Священник отодвинул драную занавеску из мешковины, отгораживавшую уголок патио, дав мне возможность заглянуть туда.
По каменной невысокой ограде в длинный ряд были выставлены овечьи черепа, белые и гладкие.
— Видите, я не могу с ними расстаться. — Отец Фогден ласково похлопал по изгибу черепа. — А вот, видите, Беатрис, умница и красавица. Умерла еще малышкой, бедняжка.
Он указал на один из пары черепов, отличавшихся малым размером, но таких же белых и гладких, как остальные.
— Арабелла, она… тоже овца? — спросила я.
Запах здесь был заметно сильнее, и мне на самом деле не очень-то хотелось узнать, откуда он исходит.
— Одна из моего стада, да, конечно же.
Священник обратил ко мне свои на удивление яркие голубые глаза, в которых сейчас полыхал гнев.
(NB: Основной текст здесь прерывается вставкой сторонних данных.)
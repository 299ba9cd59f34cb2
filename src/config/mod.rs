// ==========================================
// 预算承诺控制引擎 - 配置层
// ==========================================
// 存储: config_kv 表
// ==========================================

pub mod commitment_policy;
pub mod config_manager;

pub use commitment_policy::CommitmentPolicy;
pub use config_manager::{config_keys, ConfigManager};
// ==========================================
// 预算承诺控制引擎 - 承诺申请 (imputation)
// ==========================================
// 申请在进入终态前归创建人独占。
// 预留归属于申请。
// ==========================================

use chrono::{NaiveDate, NaiveDateTime};
use rust_decimal::Decimal;
use serde::{Deserialize, Serialize};

use crate::domain::types::{Capability, CommitmentStatus, ReservationState};

// ==========================================
// Actor - 操作用户(由身份服务提供)
// ==========================================
#[derive(Debug, Clone, Serialize, Deserialize)]
pub struct Actor {
    pub user_id: String,
    pub capabilities: Vec<Capability>,
}

impl Actor {
    pub fn new(user_id: impl Into<String>) -> Self {
        Self {
            user_id: user_id.into(),
            capabilities: Vec::new(),
        }
    }

    pub fn with_capability(mut self, capability: Capability) -> Self {
        if !self.capabilities.contains(&capability) {
            self.capabilities.push(capability);
        }
        self
    }

    pub fn has(&self, capability: Capability) -> bool {
        self.capabilities.contains(&capability)
    }
}

// ==========================================
// Allocation - (budget_line_id, amount)
// ==========================================
#[derive(Debug, Clone, PartialEq, Eq, Serialize, Deserialize)]
pub struct Allocation {
    pub budget_line_id: String,
    pub amount: Decimal,
}

impl Allocation {
    pub fn new(budget_line_id: impl Into<String>, amount: Decimal) -> Self {
        Self {
            budget_line_id: budget_line_id.into(),
            amount,
        }
    }
}

// ==========================================
// CommitmentInput - 调用方提供的申请内容
// ==========================================
#[derive(Debug, Clone, Serialize, Deserialize)]
pub struct CommitmentInput {
    pub exercice: i32,
    pub object: String,
    pub allocations: Vec<Allocation>,
    pub total_amount: Decimal, // 申报总额,必须等于分配合计
    #[serde(default)]
    pub forced: bool,
    #[serde(default)]
    pub justification: Option<String>,
}

impl CommitmentInput {
    /// 单预算线简写: 申报总额 = 分配金额
    pub fn single(exercice: i32, object: &str, budget_line_id: &str, amount: Decimal) -> Self {
        Self {
            exercice,
            object: object.to_string(),
            allocations: vec![Allocation::new(budget_line_id, amount)],
            total_amount: amount,
            forced: false,
            justification: None,
        }
    }

    pub fn forced_with(mut self, justification: &str) -> Self {
        self.forced = true;
        self.justification = Some(justification.to_string());
        self
    }
}

// ==========================================
// CommitmentRequest - 承诺申请
// ==========================================
#[derive(Debug, Clone, Serialize, Deserialize)]
pub struct CommitmentRequest {
    pub request_id: String,
    pub exercice: i32,
    pub object: String,
    pub allocations: Vec<Allocation>,
    pub total_amount: Decimal,
    pub forced: bool,
    pub justification: Option<String>,
    pub status: CommitmentStatus,

    // ===== 决定字段 =====
    pub motif: Option<String>, // 当前 REJECTED / DEFERRED / CANCELLED 状态的原因
    pub date_reprise: Option<NaiveDate>, // 由最近一次暂缓写入
    pub verdict_snapshot_json: Option<String>, // 提交时附带的校验结论

    // ===== 审计 =====
    pub created_by: String,
    pub created_at: NaiveDateTime,
    pub submitted_by: Option<String>,
    pub submitted_at: Option<NaiveDateTime>,
    pub deferred_by: Option<String>, // 最近一次暂缓,恢复后保留
    pub deferred_at: Option<NaiveDateTime>,
    pub decided_by: Option<String>, // 通过 / 驳回 / 取消
    pub decided_at: Option<NaiveDateTime>,
    pub updated_at: NaiveDateTime,

    pub revision: i32, // 乐观锁版本号
}

impl CommitmentRequest {
    /// 按调用方输入构建未保存的草稿
    pub fn draft(
        request_id: String,
        input: &CommitmentInput,
        created_by: &str,
        now: NaiveDateTime,
    ) -> Self {
        Self {
            request_id,
            exercice: input.exercice,
            object: input.object.trim().to_string(),
            allocations: input.allocations.clone(),
            total_amount: input.total_amount,
            forced: input.forced,
            justification: input
                .justification
                .as_ref()
                .filter(|j| !j.trim().is_empty())
                .cloned(),
            status: CommitmentStatus::Draft,
            motif: None,
            date_reprise: None,
            verdict_snapshot_json: None,
            created_by: created_by.to_string(),
            created_at: now,
            submitted_by: None,
            submitted_at: None,
            deferred_by: None,
            deferred_at: None,
            decided_by: None,
            decided_at: None,
            updated_at: now,
            revision: 0,
        }
    }

    /// 分配金额合计(精确)
    pub fn allocated_sum(&self) -> Decimal {
        self.allocations.iter().map(|a| a.amount).sum()
    }

    pub fn line_ids(&self) -> Vec<String> {
        self.allocations
            .iter()
            .map(|a| a.budget_line_id.clone())
            .collect()
    }
}

// ==========================================
// StatusChange - 一次落库的工作流迁移
// ==========================================
// 带 revision 校验执行,与预留效果(如有)
// 处于同一事务
#[derive(Debug, Clone)]
pub struct StatusChange {
    pub request_id: String,
    pub expected_revision: i32,
    pub from: CommitmentStatus,
    pub to: CommitmentStatus,
    pub actor: String,
    pub at: NaiveDateTime,
    pub motif: Option<String>,
    pub date_reprise: Option<NaiveDate>,
    pub verdict_snapshot_json: Option<String>,
}

// ==========================================
// Reservation - 预留
// ==========================================
#[derive(Debug, Clone, Serialize, Deserialize)]
pub struct Reservation {
    pub reservation_id: String,
    pub request_id: String,
    pub budget_line_id: String,
    pub amount: Decimal,
    pub state: ReservationState,
    pub created_at: NaiveDateTime,
    pub closed_at: Option<NaiveDateTime>, // 释放或转为承诺
}

impl Reservation {
    pub fn is_active(&self) -> bool {
        self.state == ReservationState::Active
    }
}

#[cfg(test)]
mod tests {
    use super::*;
    use rust_decimal::Decimal;
    use std::str::FromStr;

    fn d(s: &str) -> Decimal {
        Decimal::from_str(s).unwrap()
    }

    #[test]
    fn test_draft_trims_blank_justification() {
        let input = CommitmentInput::single(2026, "  Fournitures  ", "BL1", d("100"))
            .forced_with("   ");
        let now = chrono::Utc::now().naive_utc();
        let draft = CommitmentRequest::draft("R1".to_string(), &input, "u1", now);

        assert_eq!(draft.object, "Fournitures");
        assert!(draft.forced);
        assert_eq!(draft.justification, None);
        assert_eq!(draft.status, CommitmentStatus::Draft);

        // 非空白文本按原样保留
        let padded = input.forced_with(" urgent ");
        let draft = CommitmentRequest::draft("R2".to_string(), &padded, "u1", now);
        assert_eq!(draft.justification.as_deref(), Some(" urgent "));
    }

    #[test]
    fn test_allocated_sum_is_exact() {
        let input = CommitmentInput {
            exercice: 2026,
            object: "Split".to_string(),
            allocations: vec![
                Allocation::new("BL1", d("0.1")),
                Allocation::new("BL2", d("0.2")),
            ],
            total_amount: d("0.3"),
            forced: false,
            justification: None,
        };
        let now = chrono::Utc::now().naive_utc();
        let draft = CommitmentRequest::draft("R1".to_string(), &input, "u1", now);
        assert_eq!(draft.allocated_sum(), d("0.3"));
    }

    #[test]
    fn test_actor_capabilities() {
        let actor = Actor::new("ctrl").with_capability(Capability::ValidateCommitment);
        assert!(actor.has(Capability::ValidateCommitment));
        assert!(!actor.has(Capability::ExecuteTransfer));
    }
}
// ==========================================
// 预算承诺控制引擎 - 应用状态
// ==========================================
// 将同一个共享连接装配到仓储、引擎与 API
// ==========================================

use std::sync::{Arc, Mutex};

use rusqlite::Connection;

use crate::api::{BudgetApi, CommitmentApi, TransferApi};
use crate::config::{CommitmentPolicy, ConfigManager};
use crate::db::{init_schema, open_sqlite_connection};
use crate::engine::{
    CommitmentValidator, LedgerRepositories, LineLockRegistry, ReservationManager, TransferExecutor,
};

/// 所有命令共享的应用状态
pub struct AppState {
    pub db_path: String,

    /// 启动时加载的策略;配置修改在下次启动时生效
    pub policy: CommitmentPolicy,

    pub commitment_api: Arc<CommitmentApi>,
    pub transfer_api: Arc<TransferApi>,
    pub budget_api: Arc<BudgetApi>,
    pub config_manager: Arc<ConfigManager>,
}

impl AppState {
    /// 打开(必要时创建)`db_path` 处的数据库
    pub fn new(db_path: String) -> Result<Self, String> {
        tracing::info!(db_path = %db_path, "initialising application state");

        let conn = open_sqlite_connection(&db_path)
            .map_err(|e| format!("cannot open database {}: {}", db_path, e))?;
        init_schema(&conn).map_err(|e| format!("cannot initialise schema: {}", e))?;

        Self::from_connection(db_path, Arc::new(Mutex::new(conn)))
    }

    /// 基于已打开的连接构建(要求表结构已存在)
    pub fn from_connection(db_path: String, conn: Arc<Mutex<Connection>>) -> Result<Self, String> {
        let config_manager = Arc::new(
            ConfigManager::from_connection(conn.clone())
                .map_err(|e| format!("cannot create ConfigManager: {}", e))?,
        );
        let policy = config_manager
            .load_policy()
            .map_err(|e| format!("cannot load policy: {}", e))?;
        tracing::info!(
            justification_min_length = policy.justification_min_length,
            line_lock_timeout_ms = policy.line_lock_timeout_ms,
            operating_exercice = ?policy.operating_exercice,
            alert_threshold_pct = %policy.alert_threshold_pct,
            "policy loaded"
        );

        // ==========================================
        // 仓储 + 引擎
        // ==========================================
        let repos = LedgerRepositories::from_connection(conn);
        let locks = Arc::new(LineLockRegistry::new(policy.line_lock_timeout()));

        let reservations = Arc::new(ReservationManager::new(
            repos.clone(),
            locks.clone(),
            CommitmentValidator::from_policy(&policy),
        ));
        let executor = Arc::new(TransferExecutor::new(repos.clone(), locks));

        // ==========================================
        // API
        // ==========================================
        let commitment_api = Arc::new(CommitmentApi::new(repos.clone(), reservations));
        let transfer_api = Arc::new(TransferApi::new(repos.clone(), executor));
        let budget_api = Arc::new(BudgetApi::new(repos, policy.alert_threshold_pct));

        tracing::info!("application state ready");

        Ok(Self {
            db_path,
            policy,
            commitment_api,
            transfer_api,
            budget_api,
            config_manager,
        })
    }

    /// 优先使用显式年度,否则使用配置的当前年度
    pub fn resolve_exercice(&self, exercice: Option<i32>) -> Result<i32, String> {
        exercice
            .or(self.policy.operating_exercice)
            .ok_or_else(|| "exercice is required (no operating_exercice configured)".to_string())
    }
}

/// 默认数据库路径
///
/// 优先使用 BUDGET_COMMITMENT_DB_PATH;否则使用用户数据目录
pub fn get_default_db_path() -> String {
    use std::path::PathBuf;

    if let Ok(path) = std::env::var("BUDGET_COMMITMENT_DB_PATH") {
        let trimmed = path.trim();
        if !trimmed.is_empty() {
            return trimmed.to_string();
        }
    }

    let mut path = PathBuf::from("./budget_commitment.db");
    if let Some(data_dir) = dirs::data_dir() {
        let dir = data_dir.join("budget-commitment");
        if std::fs::create_dir_all(&dir).is_ok() {
            path = dir.join("budget_commitment.db");
        }
    }
    path.to_string_lossy().to_string()
}

#[cfg(test)]
mod tests {
    use super::*;

    #[test]
    fn test_state_on_fresh_database() {
        let dir = tempfile::tempdir().unwrap();
        let db_path = dir.path().join("state.db").to_string_lossy().to_string();

        let state = AppState::new(db_path).unwrap();
        assert_eq!(state.policy, CommitmentPolicy::default());
        assert!(state.resolve_exercice(None).is_err());
        assert_eq!(state.resolve_exercice(Some(2026)).unwrap(), 2026);
    }

    #[test]
    fn test_operating_exercice_from_config() {
        let dir = tempfile::tempdir().unwrap();
        let db_path = dir.path().join("state.db").to_string_lossy().to_string();

        {
            let conn = open_sqlite_connection(&db_path).unwrap();
            init_schema(&conn).unwrap();
            let manager = ConfigManager::from_connection(Arc::new(Mutex::new(conn))).unwrap();
            manager
                .set_global_config_value(crate::config::config_keys::OPERATING_EXERCICE, "2027")
                .unwrap();
        }

        let state = AppState::new(db_path).unwrap();
        assert_eq!(state.resolve_exercice(None).unwrap(), 2027);
    }
}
— Ее убили, бедняжку Арабеллу, нежное, доверчивое создание. Как могли они совершить подобное злодейство: предательски лишить жизни невинное создание ради постыдного насыщения плоти?
— Ох, надо же! — Слова сочувствия получились не вполне соразмерными его скорби. — И кто… кто ее убил?
— Матросы, бессердечные язычники! Убили ее на берегу и зажарили на рашпере, как святого мученика Лаврентия.